Geoff Mason, of IFA Mason Associates, says:
"I am a small directly -regulated IFA. I remain so because I believe that I can offer my clients the best service this way. I have made a considerable investment in both money and time ensuring that I have the most up to date and compliant systems in place in order to provide freedom of choice for myself and my client.
"I have been running my business for five years and have never had a complaint or a claim made against me in connection with endowments of any kind – and yet I will have to contribute to the massive costs involved in meeting the growing number of claims.
"When is the FSCS going to scale its charges, at least in part, according to the number of claims made against any particular firm – such data is readily available from the FSA isn’t it?
"Come to that, you can include PI Insurers in that comment too. There is no voluntary membership of the FSCS available and it is therefore something I have no control over. It would appear to be yet again a case of the innocent and smallest underpinning the inefficiencies (or worse) of the biggest.
"Call me old fashioned, but I just wonder when I am going to stop getting clobbered for things I haven’t done, by organizations I have no control over and no voice in but am required to belong to in order to operate compliantly.
"Fees have increased steadily over the years as has the cost of PI Insurance, additionally there are constant regulatory changes and the commensurate administrative burden that ensues and the cost of compliance has spiraled.
"My clients (those people I see when I am not doing all of the above) are bombarded with ever growing forests of paperwork for even the simplest of transactions. Again, because I am small fry, I also have to disclose all of my personal assets and liabilities to the FSA to make sure that I have sufficient funds available to meet any future claims. Can you tell me of any other field of professional practice where this applies?

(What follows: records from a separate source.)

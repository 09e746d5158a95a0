//! Provisioning task sources
//!
//! Each driver discovers the fixtures it builds on, then feeds one task per
//! resource into a [`BenchRun`] batch under its own category. Discovery
//! failures are logged and treated as "nothing found".

mod discover;
mod domain;
mod limits;
mod network;
mod teardown;
mod vm;
mod volume;

use std::sync::Arc;

use uuid::Uuid;

use csbench_core::api::{BatchSummary, BenchRun, ControlPlaneClient, EngineError, ResourceKind};
use csbench_core::config::ProvisionConfig;

pub use domain::create_domains;
pub use limits::{update_limits, RESOURCE_TYPES, UNLIMITED};
pub use network::create_networks;
pub use teardown::{teardown, TeardownSummary};
pub use vm::create_vms;
pub use volume::create_volumes;

pub type SharedClient = Arc<dyn ControlPlaneClient>;

/// Run the driver for `kind` as the next batch of `run`.
pub async fn provision(
    kind: ResourceKind,
    run: &mut BenchRun,
    client: &SharedClient,
    parent_domain_id: &str,
    counts: &ProvisionConfig,
) -> Result<BatchSummary, EngineError> {
    match kind {
        ResourceKind::Domain => {
            create_domains(run, client, parent_domain_id, counts.num_domains).await
        }
        ResourceKind::Limits => update_limits(run, client, parent_domain_id).await,
        ResourceKind::Network => create_networks(run, client, parent_domain_id).await,
        ResourceKind::Vm => {
            create_vms(run, client, parent_domain_id, counts.num_vms_per_network).await
        }
        ResourceKind::Volume => {
            create_volumes(run, client, parent_domain_id, counts.num_volumes_per_vm).await
        }
    }
}

/// `<prefix>-<10 random hex chars>`
pub(crate) fn random_name(prefix: &str) -> String {
    let id = Uuid::new_v4().simple().to_string();
    format!("{}-{}", prefix, &id[..10])
}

"I get squeezed at both ends of the tube – my costs increase dramatically year on year – yet my potential for earning is reduced year on year because of the constant restructuring of the marketplace. Is it just me, or are small IFAs being constructively, stealthily, yet definitely, being dismissed? What happened to treating the consumer fairly? Their choices and opportunities for whole-of-market independent advice from an individual they have an established relationship with are surely being gradually eroded by driving small firms to the wall.
"It’s not even as if my liability ends when I give up my practice – I say give up because who would want to buy into such an environment where my fairly sizeable client list, and dare I say it, efficiently run practice is viewed as a liability rather than as asset? "
IFA Bill Swaffield, says:
"I have been an IFA since 2001. I have never sold an endowment policy let alone mis-sold one. Why should I have to pay for the sins of previous advisers? I have had to pay £200 per month this year to the FSCS. How much next time? This is just another "stealth tax". Is this fair? Talk about 'treating customers fairly, what about fair treatment for advisers? It is becoming increasingly hard to make a living as an IFA without having extra charges."
Huw Tipton, of Cambridge Financial Planning, says:
"It still strikes me as completely unfair that some of us, who have no legacy issues, have to clean up the mess left behind by those who have now left the industry, presumably because they made so much out of selling expensive contracts.
"I have never sold an endowment, transferred an occupational or final salary pension scheme or had a complaint against me in 15 years, yet I'm being forced out of the industry because of the cost of other people's questionable advice. Is there another industry that effectively fines innocent people because of their association by profession?
David Penny, director at PhD Financial Management, says:
"Those in the industry who say they are representing us need to be asked to open their eyes. The life offices are running rough shod over IFAs and, seemingly, nobody has even noticed.
"You only have to look at the surrender values being quoted on endowment policies and do some sums against the projected maturity values and you will soon see the majority of companies are discounting the surrender value so the surrender of the policy ensures them all the charges they would otherwise have taken over the remaining life of the policy.
"Put another way, if you took the surrender value and invested it at the maturity projection rate and added to the accumulating funds all future premiums, without any deduction for expenses, then you would get to the projected maturity value. Some companies add insult to injury by discounting the surrender value even further. The investor compensation payment is based on the difference between the amount that would have been paid off the mortgage and this heavily discounted surrender value.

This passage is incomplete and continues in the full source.